Book The End of Unheard Narratives – Contemporary Perspectives on Southern African Literatures
This collection of essays focuses on contemporary literatures of the southern African region and brings together the work of scholars who cover pressing questions about the constructions of Othering. Their work not only comprises aspects of the implementation of strategic devices which are used to justify and reinforce these constructions, but also elaborates the strategies which hold the potential to subvert and destabilise rigid conceptions.

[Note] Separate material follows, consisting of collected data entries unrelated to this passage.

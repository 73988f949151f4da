//! Scenario validation logic.

use crate::schema::{BatteryDef, LoadDef, OptionsDef, Scenario};

#[derive(thiserror::Error, Debug)]
pub enum ValidationError {
    #[error("Invalid value: {field} = {value} ({reason})")]
    InvalidValue {
        field: String,
        value: String,
        reason: String,
    },

    #[error("Unsupported version: {version}")]
    UnsupportedVersion { version: u32 },
}

pub fn validate_scenario(scenario: &Scenario) -> Result<(), ValidationError> {
    if scenario.version == 0 || scenario.version > crate::LATEST_VERSION {
        return Err(ValidationError::UnsupportedVersion {
            version: scenario.version,
        });
    }
    if scenario.name.trim().is_empty() {
        return Err(invalid("name", &scenario.name, "must not be empty"));
    }
    validate_battery(&scenario.battery)?;
    validate_load(&scenario.load)?;
    validate_options(&scenario.options)?;
    validate_termination(&scenario.load, &scenario.options)?;
    Ok(())
}

fn validate_battery(battery: &BatteryDef) -> Result<(), ValidationError> {
    match battery {
        BatteryDef::Alkaline {
            capacity_ah,
            reference_current_a,
            peukert_exponent,
            internal_resistance_ohm,
            resistance_growth_ohm,
            cutoff_v,
            initial_depth_of_discharge,
            curve,
        } => {
            positive_opt("battery.capacity_ah", *capacity_ah)?;
            positive_opt("battery.reference_current_a", *reference_current_a)?;
            positive_opt("battery.cutoff_v", *cutoff_v)?;
            non_negative_opt("battery.internal_resistance_ohm", *internal_resistance_ohm)?;
            non_negative_opt("battery.resistance_growth_ohm", *resistance_growth_ohm)?;
            if let Some(k) = peukert_exponent {
                if !k.is_finite() || *k < 1.0 {
                    return Err(invalid("battery.peukert_exponent", k, "must be at least 1"));
                }
            }
            if let Some(d) = initial_depth_of_discharge {
                if !(0.0..=1.0).contains(d) {
                    return Err(invalid(
                        "battery.initial_depth_of_discharge",
                        d,
                        "must be within [0, 1]",
                    ));
                }
            }
            if let Some(points) = curve {
                if points.len() < 2 {
                    return Err(invalid(
                        "battery.curve",
                        points.len(),
                        "needs at least two points",
                    ));
                }
            }
        }
    }
    Ok(())
}

fn validate_load(load: &LoadDef) -> Result<(), ValidationError> {
    match load {
        LoadDef::Resistor { ohms } => positive("load.ohms", *ohms),
        LoadDef::ConstantCurrent { amps } => non_negative("load.amps", *amps),
        LoadDef::ConstantPower { watts } => positive("load.watts", *watts),
    }
}

// A zero-current load never depletes the cell; the run needs an explicit bound.
fn validate_termination(load: &LoadDef, options: &OptionsDef) -> Result<(), ValidationError> {
    match load {
        LoadDef::ConstantCurrent { amps }
            if *amps == 0.0 && options.max_time_s.is_none() && options.max_steps.is_none() =>
        {
            Err(invalid(
                "load.amps",
                amps,
                "zero current needs options.max_time_s or options.max_steps",
            ))
        }
        _ => Ok(()),
    }
}

fn validate_options(options: &OptionsDef) -> Result<(), ValidationError> {
    positive("options.dt_s", options.dt_s)?;
    non_negative_opt("options.max_time_s", options.max_time_s)?;
    if options.max_steps == Some(0) {
        return Err(invalid("options.max_steps", 0, "must be positive"));
    }
    if options.record_every == Some(0) {
        return Err(invalid("options.record_every", 0, "must be positive"));
    }
    Ok(())
}

fn invalid(field: &str, value: impl ToString, reason: &str) -> ValidationError {
    ValidationError::InvalidValue {
        field: field.to_string(),
        value: value.to_string(),
        reason: reason.to_string(),
    }
}

fn positive(field: &str, value: f64) -> Result<(), ValidationError> {
    if value.is_finite() && value > 0.0 {
        Ok(())
    } else {
        Err(invalid(field, value, "must be positive"))
    }
}

fn non_negative(field: &str, value: f64) -> Result<(), ValidationError> {
    if value.is_finite() && value >= 0.0 {
        Ok(())
    } else {
        Err(invalid(field, value, "must be non-negative"))
    }
}

fn positive_opt(field: &str, value: Option<f64>) -> Result<(), ValidationError> {
    value.map_or(Ok(()), |v| positive(field, v))
}

fn non_negative_opt(field: &str, value: Option<f64>) -> Result<(), ValidationError> {
    value.map_or(Ok(()), |v| non_negative(field, v))
}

The study reflects on issues such as the diverse modes of portraying HIV/AIDS in literatures of South Africa and Zimbabwe; it examines the socio-(homo)sexual experiences of Black Men in South Africa; it traces the traumatic transitions in Namibia from the war to its aftermath, read through the prism of gender; it proposes homoerotic readings of Black women’s desires; and it demonstrates how ‘speaking’ textiles function as a recurrent image for the contradictions inherent in the postcolonial voice and how they offer new structures to tackle silence.
These essays are united by the contributors’ attempts to lift the veil from unheard narratives by moving them from the margin to the centre of discussion.
Lizzy Attree, Katrin Berndt, Dorothy Driver, Bevelyn Dube, Jessica Hemmings, Robert Muponde, Agnes Muriungi, Tom Odhiambo, Margie Orford, Charles Pfukwa, Meg Samuelson, Annemarié van Niekerk, Bettina Weiss.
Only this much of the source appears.